Flowers courtesy CSNicol

 

Kicking Against the Pathogen

April 24. It takes a while to get it started but it still runs pretty good. Pathogen world. Pathogen apathy. The Great Pandemic. It must be great because it’s not small. I don’t have two words to say about it anymore. We went out driving again not because something was pressing but to get out of here and do something. Target: “London Drugs”. The new one up there in old Dunbar. They had no product but that really didn’t matter. We drove.

I have no idea now what I’m doing here. Major rethink. My problem is this was the only idea I had. If I’ve lost interest how are others supposed to feel?  Am I supposed to be satisfied with that? I’d rather just sit here like a blob and have another coffee.

This is what the pathogen reduces me to. But there’ll be no surrender even if I turn into an amorphous mass of goo. I’ve got a bad taste in my mind. Wash hands frequently. You don’t know where they’ve been. I get that. I do that. The emotions are sloshing around. Look at them in there. Sloshing around. They’re not supposed to be all over the place like that. Hey! Straighten up! Get hold of yourselves! We’re going to win this fight!

They’re going to make a decision on bringing the U.S. Navy aircraft carrier captain back, restoring him to duty, the one who was canned for going outside normal communication protocols to let people know his ship was basically on fire with the pathogen.

That’s an interesting idea. I think the navy now understands that the sense of alarm he had about the seriousness of his situation and the responses he was receiving caused him to believe his duty was to be a little over the top to get his superiors to fully appreciate the threat to readiness.  The captain was clearly fulfilling his duty to his crew, his ship and the navy as well as the country and the error is on the navy, not him. Is that it? It sounds so American. And the navy is big enough to realize its error.  The guy that canned him, a presidential appointee, was canned himself.  There’s a kind of poetry.  There really is.

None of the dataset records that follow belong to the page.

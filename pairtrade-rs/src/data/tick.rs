//! Price tick data structures

use anyhow::Context;
use chrono::{DateTime, Utc};
use serde::{Deserialize, Serialize};
use std::fmt;
use std::io::BufRead;

/// One of the two traded instruments
#[derive(Debug, Clone, Copy, PartialEq, Eq, Hash, Serialize, Deserialize)]
pub enum LegId {
    /// Dependent leg of the residual
    Leg1,
    /// Hedge leg, weighted by beta
    Leg2,
}

impl LegId {
    /// Both legs, in submission order
    pub const BOTH: [LegId; 2] = [LegId::Leg1, LegId::Leg2];

    /// The paired leg
    pub fn other(self) -> LegId {
        match self {
            LegId::Leg1 => LegId::Leg2,
            LegId::Leg2 => LegId::Leg1,
        }
    }

    pub(crate) fn index(self) -> usize {
        match self {
            LegId::Leg1 => 0,
            LegId::Leg2 => 1,
        }
    }
}

impl fmt::Display for LegId {
    fn fmt(&self, f: &mut fmt::Formatter<'_>) -> fmt::Result {
        match self {
            LegId::Leg1 => write!(f, "leg1"),
            LegId::Leg2 => write!(f, "leg2"),
        }
    }
}

/// Close price of one completed bar or tick for one instrument
#[derive(Debug, Clone, PartialEq, Serialize, Deserialize)]
pub struct PriceTick {
    /// Symbol (e.g., "KO")
    pub symbol: String,
    /// Close price
    pub price: f64,
    /// Bar close / tick time
    pub timestamp: DateTime<Utc>,
}

impl PriceTick {
    /// Create new tick
    pub fn new(symbol: impl Into<String>, price: f64, timestamp: DateTime<Utc>) -> Self {
        Self {
            symbol: symbol.into(),
            price,
            timestamp,
        }
    }
}

/// Ordered collection of ticks for both legs, replayed in arrival order
#[derive(Debug, Clone, Default)]
pub struct TickSeries {
    ticks: Vec<PriceTick>,
}

impl TickSeries {
    /// Create new empty series
    pub fn new() -> Self {
        Self { ticks: Vec::new() }
    }

    /// Create from vector of ticks
    pub fn from_vec(ticks: Vec<PriceTick>) -> Self {
        Self { ticks }
    }

    /// Parse one JSON tick object per line; blank lines are ignored
    pub fn from_json_lines<R: BufRead>(reader: R) -> anyhow::Result<Self> {
        let mut ticks = Vec::new();
        for (index, line) in reader.lines().enumerate() {
            let line = line.with_context(|| format!("Failed to read tick line {}", index + 1))?;
            let line = line.trim();
            if line.is_empty() {
                continue;
            }
            let tick: PriceTick = serde_json::from_str(line)
                .with_context(|| format!("Malformed tick on line {}", index + 1))?;
            ticks.push(tick);
        }
        Ok(Self { ticks })
    }

    /// Add a tick
    pub fn push(&mut self, tick: PriceTick) {
        self.ticks.push(tick);
    }

    /// Get number of ticks
    pub fn len(&self) -> usize {
        self.ticks.len()
    }

    /// Check if series is empty
    pub fn is_empty(&self) -> bool {
        self.ticks.is_empty()
    }

    /// Get all ticks
    pub fn ticks(&self) -> &[PriceTick] {
        &self.ticks
    }

    /// Ticks for one symbol
    pub fn for_symbol<'a>(&'a self, symbol: &'a str) -> impl Iterator<Item = &'a PriceTick> + 'a {
        self.ticks.iter().filter(move |t| t.symbol == symbol)
    }
}

impl From<Vec<PriceTick>> for TickSeries {
    fn from(ticks: Vec<PriceTick>) -> Self {
        Self::from_vec(ticks)
    }
}

impl IntoIterator for TickSeries {
    type Item = PriceTick;
    type IntoIter = std::vec::IntoIter<PriceTick>;

    fn into_iter(self) -> Self::IntoIter {
        self.ticks.into_iter()
    }
}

I love aircraft carriers. I’ve always wanted one. Somehow models don’t quite cut it. I want a real aircraft carrier. I don’t need the planes or helicopters and they can take all the guns and stuff off and get rid of the nuclear reactor. It’s just the thought of having that big old aircraft carrier in my backyard. I’d cut a couple of holes in the hull so we can step right in off the grass and start having a look around. That would be so cool.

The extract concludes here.